• _Activity_
Each line of the records that includes "Some" should be found and copied.

• _Extracted entries_
====
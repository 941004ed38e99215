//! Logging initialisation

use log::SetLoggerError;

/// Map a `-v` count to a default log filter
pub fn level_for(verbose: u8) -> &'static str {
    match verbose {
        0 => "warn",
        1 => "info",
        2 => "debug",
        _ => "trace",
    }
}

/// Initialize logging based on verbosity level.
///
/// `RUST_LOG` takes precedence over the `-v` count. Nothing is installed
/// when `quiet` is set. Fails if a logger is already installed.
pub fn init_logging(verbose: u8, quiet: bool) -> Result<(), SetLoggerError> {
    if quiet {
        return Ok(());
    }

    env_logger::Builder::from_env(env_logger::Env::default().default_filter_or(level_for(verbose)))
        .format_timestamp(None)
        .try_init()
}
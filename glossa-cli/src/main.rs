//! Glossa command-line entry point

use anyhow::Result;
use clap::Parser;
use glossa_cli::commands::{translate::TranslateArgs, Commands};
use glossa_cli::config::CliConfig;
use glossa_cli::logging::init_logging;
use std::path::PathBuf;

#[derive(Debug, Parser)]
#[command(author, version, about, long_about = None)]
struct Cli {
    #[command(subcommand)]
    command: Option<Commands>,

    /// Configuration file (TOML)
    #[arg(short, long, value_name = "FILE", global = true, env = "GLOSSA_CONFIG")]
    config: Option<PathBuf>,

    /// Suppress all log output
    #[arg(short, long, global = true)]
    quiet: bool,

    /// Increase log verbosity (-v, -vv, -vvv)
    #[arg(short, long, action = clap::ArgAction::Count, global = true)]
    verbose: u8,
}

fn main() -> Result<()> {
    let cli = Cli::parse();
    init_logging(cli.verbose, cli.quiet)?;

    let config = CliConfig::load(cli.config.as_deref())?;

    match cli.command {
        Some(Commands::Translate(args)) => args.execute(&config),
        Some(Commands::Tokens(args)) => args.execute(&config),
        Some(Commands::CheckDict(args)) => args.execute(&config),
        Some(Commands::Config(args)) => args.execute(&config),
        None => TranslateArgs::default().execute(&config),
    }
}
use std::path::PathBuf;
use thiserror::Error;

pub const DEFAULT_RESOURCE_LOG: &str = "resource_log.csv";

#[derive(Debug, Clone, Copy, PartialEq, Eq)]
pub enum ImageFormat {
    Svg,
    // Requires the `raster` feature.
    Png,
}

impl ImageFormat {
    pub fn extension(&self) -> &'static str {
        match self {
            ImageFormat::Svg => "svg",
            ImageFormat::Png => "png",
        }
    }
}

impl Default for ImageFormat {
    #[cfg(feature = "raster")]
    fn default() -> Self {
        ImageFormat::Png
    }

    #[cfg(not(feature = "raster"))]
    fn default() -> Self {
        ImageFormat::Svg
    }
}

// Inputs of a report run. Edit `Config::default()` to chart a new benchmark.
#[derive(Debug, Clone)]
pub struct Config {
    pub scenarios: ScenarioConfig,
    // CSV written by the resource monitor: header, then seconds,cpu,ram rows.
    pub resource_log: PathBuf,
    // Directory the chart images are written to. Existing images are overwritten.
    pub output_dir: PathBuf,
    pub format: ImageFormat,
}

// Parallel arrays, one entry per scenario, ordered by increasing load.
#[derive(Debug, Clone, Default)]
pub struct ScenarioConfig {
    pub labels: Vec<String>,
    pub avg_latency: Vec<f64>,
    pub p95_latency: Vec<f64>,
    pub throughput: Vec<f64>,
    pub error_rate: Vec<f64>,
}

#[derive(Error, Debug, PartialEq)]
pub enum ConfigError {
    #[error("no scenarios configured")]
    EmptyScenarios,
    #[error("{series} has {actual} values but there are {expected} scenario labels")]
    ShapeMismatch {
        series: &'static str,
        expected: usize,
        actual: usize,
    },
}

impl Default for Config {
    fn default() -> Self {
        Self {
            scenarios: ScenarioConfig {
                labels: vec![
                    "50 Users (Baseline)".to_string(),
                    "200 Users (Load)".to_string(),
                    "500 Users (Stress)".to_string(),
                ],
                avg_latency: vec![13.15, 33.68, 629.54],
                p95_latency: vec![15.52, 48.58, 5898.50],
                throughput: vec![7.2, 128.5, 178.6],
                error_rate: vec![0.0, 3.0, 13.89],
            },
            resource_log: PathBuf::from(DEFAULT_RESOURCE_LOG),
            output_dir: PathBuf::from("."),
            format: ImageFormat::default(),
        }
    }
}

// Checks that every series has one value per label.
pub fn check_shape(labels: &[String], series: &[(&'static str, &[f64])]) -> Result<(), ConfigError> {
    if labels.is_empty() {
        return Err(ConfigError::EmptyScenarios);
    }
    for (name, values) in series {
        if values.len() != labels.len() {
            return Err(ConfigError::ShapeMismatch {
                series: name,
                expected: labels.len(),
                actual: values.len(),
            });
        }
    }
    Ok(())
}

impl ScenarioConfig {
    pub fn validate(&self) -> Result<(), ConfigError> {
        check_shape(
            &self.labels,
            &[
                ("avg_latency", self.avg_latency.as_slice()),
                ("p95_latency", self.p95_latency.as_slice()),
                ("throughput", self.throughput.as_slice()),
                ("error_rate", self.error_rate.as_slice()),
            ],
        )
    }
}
====
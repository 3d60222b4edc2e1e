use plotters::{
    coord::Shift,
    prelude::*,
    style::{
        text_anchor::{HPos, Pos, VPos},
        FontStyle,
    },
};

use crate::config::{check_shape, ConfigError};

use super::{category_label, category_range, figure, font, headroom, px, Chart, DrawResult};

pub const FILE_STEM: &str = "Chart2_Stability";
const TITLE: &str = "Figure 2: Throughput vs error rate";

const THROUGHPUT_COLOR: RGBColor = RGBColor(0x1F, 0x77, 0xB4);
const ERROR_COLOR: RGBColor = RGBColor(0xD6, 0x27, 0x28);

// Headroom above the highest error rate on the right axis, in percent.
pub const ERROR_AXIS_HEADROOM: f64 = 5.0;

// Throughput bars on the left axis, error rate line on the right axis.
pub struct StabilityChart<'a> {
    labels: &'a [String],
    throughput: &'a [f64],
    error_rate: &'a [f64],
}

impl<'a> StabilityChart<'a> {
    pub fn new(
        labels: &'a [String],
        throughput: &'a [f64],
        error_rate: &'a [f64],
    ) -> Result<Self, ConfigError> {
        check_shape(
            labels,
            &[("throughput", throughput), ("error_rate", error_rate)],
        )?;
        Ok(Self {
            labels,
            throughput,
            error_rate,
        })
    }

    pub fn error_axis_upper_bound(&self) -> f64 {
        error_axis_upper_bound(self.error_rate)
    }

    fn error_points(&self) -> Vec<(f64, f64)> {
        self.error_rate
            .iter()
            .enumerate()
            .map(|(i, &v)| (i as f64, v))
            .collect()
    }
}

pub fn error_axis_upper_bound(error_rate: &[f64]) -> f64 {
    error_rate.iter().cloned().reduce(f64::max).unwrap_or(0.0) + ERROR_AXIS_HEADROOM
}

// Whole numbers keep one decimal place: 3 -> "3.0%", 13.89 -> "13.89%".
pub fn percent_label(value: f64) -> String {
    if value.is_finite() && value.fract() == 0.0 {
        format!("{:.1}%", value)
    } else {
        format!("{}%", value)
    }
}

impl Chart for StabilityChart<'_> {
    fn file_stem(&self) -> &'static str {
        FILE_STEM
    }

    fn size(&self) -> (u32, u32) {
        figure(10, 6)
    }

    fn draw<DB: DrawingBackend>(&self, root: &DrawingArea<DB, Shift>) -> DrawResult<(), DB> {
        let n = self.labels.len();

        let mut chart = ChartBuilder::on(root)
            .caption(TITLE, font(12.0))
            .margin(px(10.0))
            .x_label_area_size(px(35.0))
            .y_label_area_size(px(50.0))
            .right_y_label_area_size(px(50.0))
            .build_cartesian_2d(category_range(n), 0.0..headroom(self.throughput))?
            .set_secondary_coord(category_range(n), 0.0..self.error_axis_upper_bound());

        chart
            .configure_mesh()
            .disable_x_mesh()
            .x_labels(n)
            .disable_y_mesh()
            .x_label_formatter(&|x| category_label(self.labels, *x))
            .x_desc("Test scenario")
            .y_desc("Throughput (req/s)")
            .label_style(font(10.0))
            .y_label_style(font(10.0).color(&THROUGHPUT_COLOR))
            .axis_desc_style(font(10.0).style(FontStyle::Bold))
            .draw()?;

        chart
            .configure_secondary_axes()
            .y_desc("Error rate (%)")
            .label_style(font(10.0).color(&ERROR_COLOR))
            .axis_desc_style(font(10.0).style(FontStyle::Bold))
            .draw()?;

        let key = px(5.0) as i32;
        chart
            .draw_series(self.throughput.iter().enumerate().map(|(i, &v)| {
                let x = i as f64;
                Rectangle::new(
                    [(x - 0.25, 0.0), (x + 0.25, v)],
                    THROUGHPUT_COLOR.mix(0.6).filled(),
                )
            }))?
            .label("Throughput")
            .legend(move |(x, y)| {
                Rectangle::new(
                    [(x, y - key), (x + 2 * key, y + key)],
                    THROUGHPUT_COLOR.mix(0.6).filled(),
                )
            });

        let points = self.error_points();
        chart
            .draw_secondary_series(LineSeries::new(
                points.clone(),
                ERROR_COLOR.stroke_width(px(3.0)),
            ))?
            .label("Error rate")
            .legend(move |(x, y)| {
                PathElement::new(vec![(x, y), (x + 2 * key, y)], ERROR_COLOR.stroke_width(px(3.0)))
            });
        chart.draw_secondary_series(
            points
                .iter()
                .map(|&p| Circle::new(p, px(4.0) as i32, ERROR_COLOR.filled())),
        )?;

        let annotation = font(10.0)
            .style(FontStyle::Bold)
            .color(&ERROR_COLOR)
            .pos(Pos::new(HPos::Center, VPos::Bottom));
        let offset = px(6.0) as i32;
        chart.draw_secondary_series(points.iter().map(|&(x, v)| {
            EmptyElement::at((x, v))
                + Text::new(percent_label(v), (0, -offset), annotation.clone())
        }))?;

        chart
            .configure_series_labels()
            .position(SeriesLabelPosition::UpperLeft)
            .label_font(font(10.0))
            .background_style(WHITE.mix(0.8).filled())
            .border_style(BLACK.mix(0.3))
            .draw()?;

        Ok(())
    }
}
====
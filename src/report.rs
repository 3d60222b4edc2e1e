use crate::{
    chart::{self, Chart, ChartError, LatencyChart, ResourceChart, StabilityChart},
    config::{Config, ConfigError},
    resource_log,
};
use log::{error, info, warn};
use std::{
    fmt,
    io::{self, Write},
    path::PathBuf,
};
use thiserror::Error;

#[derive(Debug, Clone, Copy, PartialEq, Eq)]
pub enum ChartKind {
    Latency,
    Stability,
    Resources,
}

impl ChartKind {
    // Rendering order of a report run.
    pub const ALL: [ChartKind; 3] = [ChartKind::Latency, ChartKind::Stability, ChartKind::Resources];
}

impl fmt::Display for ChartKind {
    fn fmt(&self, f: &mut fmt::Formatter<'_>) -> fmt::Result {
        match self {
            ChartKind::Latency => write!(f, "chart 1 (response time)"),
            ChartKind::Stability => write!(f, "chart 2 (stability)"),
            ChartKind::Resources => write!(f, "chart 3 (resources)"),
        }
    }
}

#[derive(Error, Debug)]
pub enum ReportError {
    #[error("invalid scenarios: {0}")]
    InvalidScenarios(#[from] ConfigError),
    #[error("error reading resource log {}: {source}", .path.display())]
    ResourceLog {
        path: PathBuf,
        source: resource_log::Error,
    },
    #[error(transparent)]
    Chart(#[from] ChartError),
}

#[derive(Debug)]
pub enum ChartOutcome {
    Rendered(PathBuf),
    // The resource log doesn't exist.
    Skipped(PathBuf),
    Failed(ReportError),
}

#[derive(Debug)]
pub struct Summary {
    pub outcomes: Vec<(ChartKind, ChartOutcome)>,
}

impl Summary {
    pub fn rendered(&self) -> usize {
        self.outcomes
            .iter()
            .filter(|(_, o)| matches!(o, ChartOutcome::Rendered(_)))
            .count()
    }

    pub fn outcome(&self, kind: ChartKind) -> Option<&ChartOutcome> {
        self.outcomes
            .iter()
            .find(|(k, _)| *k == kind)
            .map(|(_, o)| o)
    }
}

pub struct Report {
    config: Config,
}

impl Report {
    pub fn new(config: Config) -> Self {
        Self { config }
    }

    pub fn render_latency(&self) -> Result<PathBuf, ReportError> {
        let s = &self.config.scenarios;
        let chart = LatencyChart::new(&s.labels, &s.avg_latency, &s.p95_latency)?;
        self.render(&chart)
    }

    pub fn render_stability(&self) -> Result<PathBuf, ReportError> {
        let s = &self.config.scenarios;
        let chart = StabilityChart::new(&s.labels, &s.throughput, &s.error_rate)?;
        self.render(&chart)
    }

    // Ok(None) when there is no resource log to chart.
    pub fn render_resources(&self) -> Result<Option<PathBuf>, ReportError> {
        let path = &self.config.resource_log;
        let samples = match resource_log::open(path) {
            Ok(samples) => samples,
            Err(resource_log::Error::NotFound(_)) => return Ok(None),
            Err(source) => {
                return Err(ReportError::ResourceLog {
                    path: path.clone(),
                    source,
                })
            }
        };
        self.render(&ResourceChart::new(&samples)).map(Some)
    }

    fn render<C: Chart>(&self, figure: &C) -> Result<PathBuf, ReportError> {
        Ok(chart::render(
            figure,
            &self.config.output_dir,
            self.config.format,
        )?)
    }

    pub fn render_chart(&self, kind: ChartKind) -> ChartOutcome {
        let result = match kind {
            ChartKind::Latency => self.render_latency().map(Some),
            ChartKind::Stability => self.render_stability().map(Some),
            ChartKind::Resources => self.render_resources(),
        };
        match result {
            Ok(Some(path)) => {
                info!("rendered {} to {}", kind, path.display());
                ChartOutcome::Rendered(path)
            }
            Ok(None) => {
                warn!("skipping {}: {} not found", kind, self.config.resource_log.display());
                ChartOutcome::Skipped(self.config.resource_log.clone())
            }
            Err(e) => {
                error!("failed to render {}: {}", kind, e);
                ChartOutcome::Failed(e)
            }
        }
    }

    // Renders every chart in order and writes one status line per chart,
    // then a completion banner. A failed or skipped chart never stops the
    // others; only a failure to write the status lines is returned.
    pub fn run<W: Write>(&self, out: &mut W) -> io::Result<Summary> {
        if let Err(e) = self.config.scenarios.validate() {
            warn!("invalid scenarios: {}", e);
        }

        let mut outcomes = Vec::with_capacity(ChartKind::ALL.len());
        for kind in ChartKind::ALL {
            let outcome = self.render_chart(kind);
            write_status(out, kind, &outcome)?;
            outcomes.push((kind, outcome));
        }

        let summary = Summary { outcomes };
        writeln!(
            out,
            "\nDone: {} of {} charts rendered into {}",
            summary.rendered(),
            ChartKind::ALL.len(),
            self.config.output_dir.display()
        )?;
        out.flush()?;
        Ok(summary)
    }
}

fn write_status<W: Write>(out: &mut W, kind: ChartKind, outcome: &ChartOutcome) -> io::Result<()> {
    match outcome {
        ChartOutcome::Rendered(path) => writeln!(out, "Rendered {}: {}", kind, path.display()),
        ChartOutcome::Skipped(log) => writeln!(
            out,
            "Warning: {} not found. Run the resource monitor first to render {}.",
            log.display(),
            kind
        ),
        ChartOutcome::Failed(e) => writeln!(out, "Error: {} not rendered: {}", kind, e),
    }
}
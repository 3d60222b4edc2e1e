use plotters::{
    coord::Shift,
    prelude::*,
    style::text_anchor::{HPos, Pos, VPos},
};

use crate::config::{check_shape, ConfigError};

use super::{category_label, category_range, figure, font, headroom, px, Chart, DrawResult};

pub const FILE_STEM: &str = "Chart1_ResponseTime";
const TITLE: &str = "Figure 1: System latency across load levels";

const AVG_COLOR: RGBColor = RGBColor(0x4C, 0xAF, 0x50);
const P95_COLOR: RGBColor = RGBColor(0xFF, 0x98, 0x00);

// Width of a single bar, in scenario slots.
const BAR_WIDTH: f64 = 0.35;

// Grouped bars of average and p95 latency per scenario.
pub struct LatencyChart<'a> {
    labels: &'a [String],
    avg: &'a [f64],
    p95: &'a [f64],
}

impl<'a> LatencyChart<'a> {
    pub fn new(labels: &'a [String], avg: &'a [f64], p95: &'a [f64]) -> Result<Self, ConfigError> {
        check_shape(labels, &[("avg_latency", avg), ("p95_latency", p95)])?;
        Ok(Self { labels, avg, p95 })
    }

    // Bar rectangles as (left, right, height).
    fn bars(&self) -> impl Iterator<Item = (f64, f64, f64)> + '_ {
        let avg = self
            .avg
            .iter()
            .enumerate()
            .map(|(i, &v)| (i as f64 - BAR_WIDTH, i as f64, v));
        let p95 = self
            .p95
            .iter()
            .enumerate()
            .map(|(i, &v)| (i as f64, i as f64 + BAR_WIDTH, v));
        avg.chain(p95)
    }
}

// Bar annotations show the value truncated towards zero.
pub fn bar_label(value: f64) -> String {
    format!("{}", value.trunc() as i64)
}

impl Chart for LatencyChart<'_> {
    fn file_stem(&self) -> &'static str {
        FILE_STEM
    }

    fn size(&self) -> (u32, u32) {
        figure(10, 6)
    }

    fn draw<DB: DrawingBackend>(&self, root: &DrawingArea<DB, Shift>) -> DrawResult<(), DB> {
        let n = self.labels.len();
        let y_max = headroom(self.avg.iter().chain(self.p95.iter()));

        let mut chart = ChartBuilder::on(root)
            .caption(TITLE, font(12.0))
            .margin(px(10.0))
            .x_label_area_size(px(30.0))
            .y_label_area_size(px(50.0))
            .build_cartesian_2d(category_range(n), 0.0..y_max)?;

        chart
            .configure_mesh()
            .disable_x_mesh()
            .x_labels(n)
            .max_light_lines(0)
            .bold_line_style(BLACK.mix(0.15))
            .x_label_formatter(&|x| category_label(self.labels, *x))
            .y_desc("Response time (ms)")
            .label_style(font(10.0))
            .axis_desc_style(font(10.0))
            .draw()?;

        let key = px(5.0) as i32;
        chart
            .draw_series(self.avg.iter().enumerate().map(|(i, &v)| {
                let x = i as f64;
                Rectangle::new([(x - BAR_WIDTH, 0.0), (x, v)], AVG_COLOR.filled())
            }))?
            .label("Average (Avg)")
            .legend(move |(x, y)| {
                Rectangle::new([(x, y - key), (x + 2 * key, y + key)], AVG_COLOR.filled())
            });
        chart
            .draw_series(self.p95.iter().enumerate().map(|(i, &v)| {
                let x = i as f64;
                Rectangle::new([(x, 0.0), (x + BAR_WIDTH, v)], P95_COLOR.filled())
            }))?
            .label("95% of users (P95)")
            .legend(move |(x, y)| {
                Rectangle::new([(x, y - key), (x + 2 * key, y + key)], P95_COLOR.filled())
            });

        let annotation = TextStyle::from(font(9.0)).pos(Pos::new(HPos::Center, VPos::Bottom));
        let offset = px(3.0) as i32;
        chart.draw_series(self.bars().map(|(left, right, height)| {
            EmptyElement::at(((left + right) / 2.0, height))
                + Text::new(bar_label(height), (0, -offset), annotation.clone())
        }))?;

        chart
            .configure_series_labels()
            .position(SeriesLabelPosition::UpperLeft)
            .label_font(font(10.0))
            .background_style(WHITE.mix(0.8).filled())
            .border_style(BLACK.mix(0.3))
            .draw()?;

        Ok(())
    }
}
====
• _Your response_
        Some(Commands::Translate(args)) => args.execute(&config),
        Some(Commands::Tokens(args)) => args.execute(&config),
        Some(Commands::CheckDict(args)) => args.execute(&config),
        Some(Commands::Config(args)) => args.execute(&config),
        self.render(&ResourceChart::new(&samples)).map(Some)
            ChartKind::Latency => self.render_latency().map(Some),
            ChartKind::Stability => self.render_stability().map(Some),
            Ok(Some(path)) => {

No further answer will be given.